Battery tests and experimenter’s regress


787 Lithium Battery (Image Source: JTSB)

But, we tested it? Didn’t we?

Earlier reports of the Boeing 787 lithium battery initial development indicated that Boeing engineers had conducted tests to confirm that a single cell failure would not lead to a cascading thermal runaway amongst the remaining batteries. According to these reports their tests were successful, so what went wrong?

The unfortunate problem you strike in conducting such experiments is that evidence is never independent of theory. In effect good evidence is produced by good experimental techniques but what’s a good technique is only determined by whether it determines the results that we expect.

This problem of regression is particularly important in new areas of research (like large scale Li-Ion battery designs for aircraft) where there’s no recognised consensus about the relative value of competing theories and error sources are poorly understood.

In engineering research the problem is exacerbated because most engineers don’t spend a lot of their time working on development projects while the body of engineering knowledge and the engineering community are in reality quite fractured.

For example, even if large scale Li-Ion batteries have been developed for road transportation it’s difficult given the parochial nature of most industries for that knowledge to travel out of that industry and into another (1). Within an industry engineering knowledge can be further siloed into competing organisations. Does Boeing tell Airbus about it’s development problems? I don’t think so, and so getting a consensus in engineering is quite a difficult thing to achieve ‘on the fly’.

In this case the Boeing engineers expected that their battery design would work, they conducted a test and because they got the results they expected they stopped right there. This may be appropriate for an incremental improvement to an existing design within a well established certification regime, but not so much for a cutting edge project.

We could also view their error as a form of confirmation bias but if that’s true we should also remember that the problem of experimenters regress had set them up for such an error.

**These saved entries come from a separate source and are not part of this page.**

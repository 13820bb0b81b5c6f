use std::fs::File;
use std::io::BufReader;
use std::path::Path;

use obj::{load_obj, Obj, TexturedVertex};
use tracing::debug;

use super::raster::render_triangle;
use super::shader::{FragmentShader, Renderer, VertexShader, ATTR_DIM_BOUND};
use super::texture::Texture;
use super::Target;
use crate::error::{Error, Result};

/// Upper bound on the number of vertices of a mesh.
pub const VERT_NUM_BOUND: usize = 65_536;

/// Attribute dimension of meshes loaded from OBJ files: position, texture coordinates, normal.
pub const OBJ_ATTR_DIM: usize = 8;

/// Vertices, each an attribute vector of `attr_dim` floats, and triangles referencing them by
/// index. Every index is smaller than the vertex count.
#[derive(Debug, Clone, PartialEq)]
pub struct Mesh {
    attr_dim: usize,
    vertices: Vec<f32>, // vert_num * attr_dim floats, vertex after vertex.
    triangles: Vec<[usize; 3]>,
}

impl Mesh {
    /// Mesh with zeroed vertices and triangles, to be filled with `set_vertex` and
    /// `set_triangle`.
    pub fn new(attr_dim: usize, vert_num: usize, tri_num: usize) -> Result<Self> {
        check_bounds(attr_dim, vert_num)?;
        if vert_num == 0 && tri_num > 0 {
            return Err(Error::VertexIndex { index: 0, count: 0 });
        }
        return Ok(Self {
            attr_dim,
            vertices: vec![0.0; attr_dim * vert_num],
            triangles: vec![[0; 3]; tri_num],
        });
    }

    /// Takes ownership of already populated storage, validating it.
    pub fn from_parts(attr_dim: usize, vertices: Vec<f32>, triangles: Vec<[usize; 3]>) -> Result<Self> {
        if attr_dim == 0 || attr_dim > ATTR_DIM_BOUND {
            return Err(Error::AttrDimBound { dim: attr_dim, bound: ATTR_DIM_BOUND });
        }
        if vertices.len() % attr_dim != 0 {
            return Err(Error::VertexData { len: vertices.len(), attr_dim });
        }
        let vert_num = vertices.len() / attr_dim;
        check_bounds(attr_dim, vert_num)?;
        for &index in triangles.iter().flatten() {
            if index >= vert_num {
                return Err(Error::VertexIndex { index, count: vert_num });
            }
        }
        return Ok(Self { attr_dim, vertices, triangles });
    }

    /// Loads a Wavefront OBJ file whose faces carry texture coordinates and normals. Each vertex
    /// becomes `x y z s t nx ny nz`.
    pub fn load_obj(path: impl AsRef<Path>) -> Result<Self> {
        let path = path.as_ref();
        let model: Obj<TexturedVertex, u32> = load_obj(BufReader::new(File::open(path)?))?;
        let mut vertices = Vec::with_capacity(OBJ_ATTR_DIM * model.vertices.len());
        for vertex in &model.vertices {
            vertices.extend_from_slice(&vertex.position);
            vertices.extend_from_slice(&vertex.texture[..2]);
            vertices.extend_from_slice(&vertex.normal);
        }
        let triangles = model
            .indices
            .chunks_exact(3)
            .map(|tri| [tri[0] as usize, tri[1] as usize, tri[2] as usize])
            .collect();
        let mesh = Self::from_parts(OBJ_ATTR_DIM, vertices, triangles)?;
        debug!(
            path = %path.display(),
            vertices = mesh.vert_num(),
            triangles = mesh.tri_num(),
            "loaded OBJ mesh"
        );
        return Ok(mesh);
    }

    pub fn attr_dim(&self) -> usize {
        return self.attr_dim;
    }

    pub fn vert_num(&self) -> usize {
        return self.vertices.len() / self.attr_dim;
    }

    pub fn tri_num(&self) -> usize {
        return self.triangles.len();
    }

    pub fn vertex(&self, index: usize) -> Option<&[f32]> {
        if index >= self.vert_num() {
            return None;
        }
        return Some(&self.vertices[index * self.attr_dim..(index + 1) * self.attr_dim]);
    }

    pub fn triangle(&self, index: usize) -> Option<[usize; 3]> {
        return self.triangles.get(index).copied();
    }

    /// Overwrites the attribute vector of vertex `index`.
    pub fn set_vertex(&mut self, index: usize, attr: &[f32]) -> Result<()> {
        let count = self.vert_num();
        if index >= count {
            return Err(Error::VertexIndex { index, count });
        }
        if attr.len() != self.attr_dim {
            return Err(Error::AttrLength { index, got: attr.len(), expected: self.attr_dim });
        }
        self.vertices[index * self.attr_dim..(index + 1) * self.attr_dim].copy_from_slice(attr);
        return Ok(());
    }

    /// Overwrites triangle `index`; all three vertex indices must be in range.
    pub fn set_triangle(&mut self, index: usize, tri: [usize; 3]) -> Result<()> {
        let count = self.tri_num();
        if index >= count {
            return Err(Error::TriangleIndex { index, count });
        }
        let vert_num = self.vert_num();
        if let Some(&bad) = tri.iter().find(|&&i| i >= vert_num) {
            return Err(Error::VertexIndex { index: bad, count: vert_num });
        }
        self.triangles[index] = tri;
        return Ok(());
    }

    /// Rasterizes every triangle in index order. Triangles interact only through the depth
    /// buffer of `target`.
    pub fn render<V, F, T>(
        &self,
        renderer: &Renderer<V, F>,
        unif: &[f32],
        tex: &[&Texture],
        target: &mut T,
    ) -> Result<()>
    where
        V: VertexShader,
        F: FragmentShader,
        T: Target + ?Sized,
    {
        let renderer_dim = renderer.config().attr_dim;
        if renderer_dim != self.attr_dim {
            return Err(Error::AttrDimMismatch { mesh: self.attr_dim, renderer: renderer_dim });
        }
        let dim = self.attr_dim;
        let attr = |i: usize| &self.vertices[i * dim..(i + 1) * dim];
        for &[a, b, c] in &self.triangles {
            render_triangle(renderer, unif, tex, [attr(a), attr(b), attr(c)], target);
        }
        return Ok(());
    }
}

fn check_bounds(attr_dim: usize, vert_num: usize) -> Result<()> {
    if attr_dim == 0 || attr_dim > ATTR_DIM_BOUND {
        return Err(Error::AttrDimBound { dim: attr_dim, bound: ATTR_DIM_BOUND });
    }
    if vert_num > VERT_NUM_BOUND {
        return Err(Error::VertNumBound { count: vert_num, bound: VERT_NUM_BOUND });
    }
    return Ok(());
}
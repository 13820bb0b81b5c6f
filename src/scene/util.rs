use nalgebra as na;
use na::{vector, Matrix2, Matrix3, Matrix4, Rotation3, Unit, Vector2, Vector3, Vector4};

/// Transformation of a point to homogenous coordinates.
pub fn to_hom_point(v: Vector3<f32>) -> Vector4<f32> {
    return vector![v.x, v.y, v.z, 1.0];
}

/// Transformation of a vector to homogenous coordinates.
pub fn to_hom_vector(v: Vector3<f32>) -> Vector4<f32> {
    return vector![v.x, v.y, v.z, 0.0];
}

/// Transformation of a point from homogenous coordinates.
pub fn from_hom_point(v: Vector4<f32>) -> Vector3<f32> {
    return vector![v.x / v.w, v.y / v.w, v.z / v.w];
}

/// Convex combination of two colors: t * color_1 + (1 - t) * color_2. t is unrestricted.
pub fn color_blend(color_1: Vector3<f32>, color_2: Vector3<f32>, t: f32) -> Vector3<f32> {
    return color_1 * t + color_2 * (1.0 - t);
}

/// Counter-clockwise rotation of the plane by `angle` radians.
pub fn rotation_2d(angle: f32) -> Matrix2<f32> {
    let (sin, cos) = angle.sin_cos();
    return Matrix2::new(cos, -sin,
                        sin,  cos);
}

/// Rotation by `angle` radians about `axis`, counter-clockwise when the axis points at the
/// viewer. The axis does not have to be normalized but must be non-zero.
pub fn angle_axis_rotation(angle: f32, axis: Vector3<f32>) -> Matrix3<f32> {
    return Rotation3::from_axis_angle(&Unit::new_normalize(axis), angle).into_inner();
}

/// Rotation taking the orthonormal frame built from `u`, `v` onto the one built from `a`, `b`.
/// `u` is sent to the direction of `a`, and the plane of `u`, `v` to the plane of `a`, `b`.
/// Inputs need not be unit length or orthogonal, only linearly independent in pairs.
pub fn basis_rotation(u: Vector3<f32>, v: Vector3<f32>, a: Vector3<f32>, b: Vector3<f32>) -> Matrix3<f32> {
    fn frame(first: Vector3<f32>, second: Vector3<f32>) -> Matrix3<f32> {
        let e_1 = first.normalize();
        let e_2 = (second - e_1 * e_1.dot(&second)).normalize();
        return Matrix3::from_columns(&[e_1, e_2, e_1.cross(&e_2)]);
    }

    // Frames are orthonormal, so the inverse of the source frame is its transpose.
    return frame(a, b) * frame(u, v).transpose();
}

/// Rigid motion: rotate by `rotation`, then translate by `translation`.
pub fn isometry(rotation: Matrix3<f32>, translation: Vector3<f32>) -> Matrix4<f32> {
    let mut result = rotation.to_homogeneous();
    result.fixed_slice_mut::<3, 1>(0, 3).copy_from(&translation);
    return result;
}

/// Right-handed perspective projection into clip space, camera looking down -z.
/// `fovy` is the vertical field of view in radians. Depth is reversed, the near plane maps to
/// z / w = 1 and the far plane to -1, so that greater depth is nearer.
pub fn perspective(fovy: f32, aspect: f32, near: f32, far: f32) -> Matrix4<f32> {
    let mut result = Matrix4::new_perspective(aspect, fovy, near, far);
    for column in 0..4 {
        result[(2, column)] = -result[(2, column)];
    }
    return result;
}

/// Linear interpolation between `a` and `b`.
pub fn lerp(a: Vector3<f32>, b: Vector3<f32>, t: f32) -> Vector3<f32> {
    return a + (b - a) * t;
}

/// Signed double area of the triangle a, b, c; positive when counter-clockwise.
pub fn cross_2d(a: Vector2<f32>, b: Vector2<f32>, c: Vector2<f32>) -> f32 {
    return (b.x - a.x) * (c.y - a.y) - (b.y - a.y) * (c.x - a.x);
}
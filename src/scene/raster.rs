//! Triangle rasterization with edge functions.
//!
//! Every pixel center `(x + 0.5, y + 0.5)` inside the screen bounding box of the triangle is
//! tested against the three edges. Covered pixels get barycentric weights, which interpolate the
//! varyings (perspective-correct for clip space input). The fragment stage only runs for pixels
//! that pass the depth test, where greater depth is nearer.
//!
//! Coverage is decided on screen positions snapped to a 1/256 pixel grid, where the edge functions
//! are exact integers. Pixels exactly on an edge belong to the triangle only if it owns that edge:
//! with the triangle wound counter-clockwise, edges heading down, or heading right on a
//! horizontal, are owned. A shared edge runs in opposite directions in its two triangles and its
//! edge function changes sign exactly, so exactly one of them draws it.

use na::{vector, Vector2, Vector3};
use nalgebra as na;
use tracing::trace;

use super::shader::{Culling, FragmentShader, Projection, Renderer, RendererConfig, VertexShader, VARY_DIM_BOUND};
use super::texture::Texture;
use super::util::cross_2d;
use super::Target;

/// Runs the vertex stage on three attribute vectors and rasterizes the resulting triangle into
/// `target`. Degenerate, culled and fully off-target triangles draw nothing.
pub fn render_triangle<V, F, T>(
    renderer: &Renderer<V, F>,
    unif: &[f32],
    tex: &[&Texture],
    attrs: [&[f32]; 3],
    target: &mut T,
) where
    V: VertexShader,
    F: FragmentShader,
    T: Target + ?Sized,
{
    let config = renderer.config();
    debug_assert_eq!(unif.len(), config.unif_dim, "uniform dimension");
    debug_assert_eq!(tex.len(), config.tex_num, "texture count");

    let mut varys = [[0.0; VARY_DIM_BOUND]; 3];
    for (vary, attr) in varys.iter_mut().zip(attrs) {
        debug_assert_eq!(attr.len(), config.attr_dim, "attribute dimension");
        renderer.vertex.transform(unif, attr, &mut vary[..config.vary_dim]);
    }
    rasterize(config, &renderer.fragment, unif, tex, varys, target);
}
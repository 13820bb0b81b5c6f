//! Programmable software rasterizer.
//!
//! A triangle is three attribute vectors. A user-supplied vertex stage turns each one into a
//! varying vector, the rasterizer scans the triangle's pixels, interpolates the varyings, runs a
//! user-supplied fragment stage and writes the resulting color into a [`scene::Scene`] subject to
//! a depth test. Meshes decompose into per-triangle draws.

pub mod error;
pub mod scene;

pub use error::{Error, Result};
pub use scene::mesh::{Mesh, OBJ_ATTR_DIM, VERT_NUM_BOUND};
pub use scene::pipeline::Pipeline;
pub use scene::shader::{
    Culling, FragmentShader, Projection, Renderer, RendererConfig, VertexShader, ATTR_DIM_BOUND,
    VARY_DIM_BOUND,
};
pub use scene::texture::{Filter, Texture, Wrap};
pub use scene::{Scene, Target};
use std::path::Path;

use image::{Rgb, RgbImage};
use na::{vector, Vector3};
use nalgebra as na;
use tracing::debug;

use super::util::lerp;
use crate::error::{Error, Result};

/// How a sample point between texel centers is resolved.
#[derive(Debug, Clone, Copy, PartialEq, Eq)]
pub enum Filter {
    /// Closest texel.
    Nearest,
    /// Blend of the four surrounding texels by fractional offset.
    Bilinear,
}

/// What happens to texture coordinates outside of [0, 1].
#[derive(Debug, Clone, Copy, PartialEq, Eq)]
pub enum Wrap {
    /// Tile the texture once per unit of texture coordinate.
    Repeat,
    /// Stretch the edge texels outwards.
    Clamp,
}

/// RGB image plus sampling policy. Texel i along an axis has its center at texel space coordinate
/// i. With clamp addressing, texture coordinates 0 and 1 hit the centers of the edge texels; with
/// repeat addressing, the texture repeats once per unit.
#[derive(Debug, Clone)]
pub struct Texture {
    image: RgbImage,
    filter: Filter,
    wrap_s: Wrap,
    wrap_t: Wrap,
}

impl Texture {
    /// Wraps an already decoded image. Defaults to nearest filtering and clamp addressing.
    pub fn from_image(image: RgbImage) -> Result<Self> {
        if image.width() == 0 || image.height() == 0 {
            return Err(Error::EmptyTexture);
        }
        return Ok(Self {
            image,
            filter: Filter::Nearest,
            wrap_s: Wrap::Clamp,
            wrap_t: Wrap::Clamp,
        });
    }

    /// Loads and decodes an image file.
    pub fn from_file(path: impl AsRef<Path>) -> Result<Self> {
        let path = path.as_ref();
        let image = image::open(path)?.to_rgb8();
        debug!(path = %path.display(), width = image.width(), height = image.height(), "loaded texture");
        return Self::from_image(image);
    }

    /// Builds a texture by evaluating `f` at every texel, (0, 0) being the texel at s = t = 0.
    pub fn from_fn(width: u32, height: u32, mut f: impl FnMut(u32, u32) -> [u8; 3]) -> Result<Self> {
        return Self::from_image(RgbImage::from_fn(width, height, |x, y| Rgb(f(x, y))));
    }

    pub fn width(&self) -> u32 {
        return self.image.width();
    }

    pub fn height(&self) -> u32 {
        return self.image.height();
    }

    pub fn filter(&self) -> Filter {
        return self.filter;
    }

    pub fn set_filter(&mut self, filter: Filter) {
        self.filter = filter;
    }

    /// Switches between nearest and bilinear filtering, returning the new mode.
    pub fn toggle_filter(&mut self) -> Filter {
        self.filter = match self.filter {
            Filter::Nearest => Filter::Bilinear,
            Filter::Bilinear => Filter::Nearest,
        };
        return self.filter;
    }

    pub fn set_wrap(&mut self, wrap_s: Wrap, wrap_t: Wrap) {
        self.wrap_s = wrap_s;
        self.wrap_t = wrap_t;
    }

    /// Color of a single texel, channels in [0, 1].
    pub fn texel(&self, x: u32, y: u32) -> Vector3<f32> {
        let Rgb([r, g, b]) = *self.image.get_pixel(x, y);
        return vector![r as f32, g as f32, b as f32] / 255.0;
    }

    /// Samples the texture at texture coordinates (s, t) with the current filter and wrap modes.
    /// Never reads out of bounds for finite coordinates.
    pub fn sample(&self, s: f32, t: f32) -> Vector3<f32> {
        let u = to_texel_space(s, self.width(), self.wrap_s);
        let v = to_texel_space(t, self.height(), self.wrap_t);
        match self.filter {
            Filter::Nearest => {
                let x = resolve_index(u.round() as i64, self.width(), self.wrap_s);
                let y = resolve_index(v.round() as i64, self.height(), self.wrap_t);
                return self.texel(x, y);
            }
            Filter::Bilinear => {
                let (u_floor, v_floor) = (u.floor(), v.floor());
                let (u_frac, v_frac) = (u - u_floor, v - v_floor);
                let x_0 = resolve_index(u_floor as i64, self.width(), self.wrap_s);
                let x_1 = resolve_index(u_floor as i64 + 1, self.width(), self.wrap_s);
                let y_0 = resolve_index(v_floor as i64, self.height(), self.wrap_t);
                let y_1 = resolve_index(v_floor as i64 + 1, self.height(), self.wrap_t);
                let bottom = lerp(self.texel(x_0, y_0), self.texel(x_1, y_0), u_frac);
                let top = lerp(self.texel(x_0, y_1), self.texel(x_1, y_1), u_frac);
                return lerp(bottom, top, v_frac);
            }
        }
    }
}

/// Maps a texture coordinate to texel space. Repeated coordinates end up in [0, size], clamped
/// ones in [0, size - 1].
fn to_texel_space(coord: f32, size: u32, wrap: Wrap) -> f32 {
    return match wrap {
        Wrap::Repeat => coord.rem_euclid(1.0) * size as f32,
        Wrap::Clamp => (coord * (size - 1) as f32).clamp(0.0, (size - 1) as f32),
    };
}

/// Brings a possibly out of range texel index back into [0, size).
fn resolve_index(index: i64, size: u32, wrap: Wrap) -> u32 {
    return match wrap {
        Wrap::Repeat => index.rem_euclid(size as i64) as u32,
        Wrap::Clamp => index.clamp(0, size as i64 - 1) as u32,
    };
}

1. Having worked in aerospace, marine and rail this is something to which I can personally testify. 🙂

One response to Battery tests and experimenter’s regress

    Thomas Perkins 13/06/2013 at 6:22 am

    Indeed. Experimental regression is a constant foe that developmental engineering have to fight against. Even for something as “simple” as conduction heat transfer or moisture diffusion within an aircraft fuselage, theoretical models are only of limited practicality. Especially is this problematic given the high level of safety requirements mandated by the FAA on the aerospace industry. Some handy questions to answer are:
    1. What is the theory behind the experiment, i.e. why I am choosing to measure particular data?
    2. What is the basis of confidence for my results? Is it based off of observed phenomena, numerical simulation, theory, or just a gut feeling of how things should work?
    3. When unanticipated results are obtained, what are the missing factors? Is the experiment setup suspect or are there fundamental parts of the theory that I am missing?

    Of course these questions should be second nature to any science or engineering undergrad, however I think that this kind of introspection is often lost in a high pressure developmental project such as the 787 Li battery.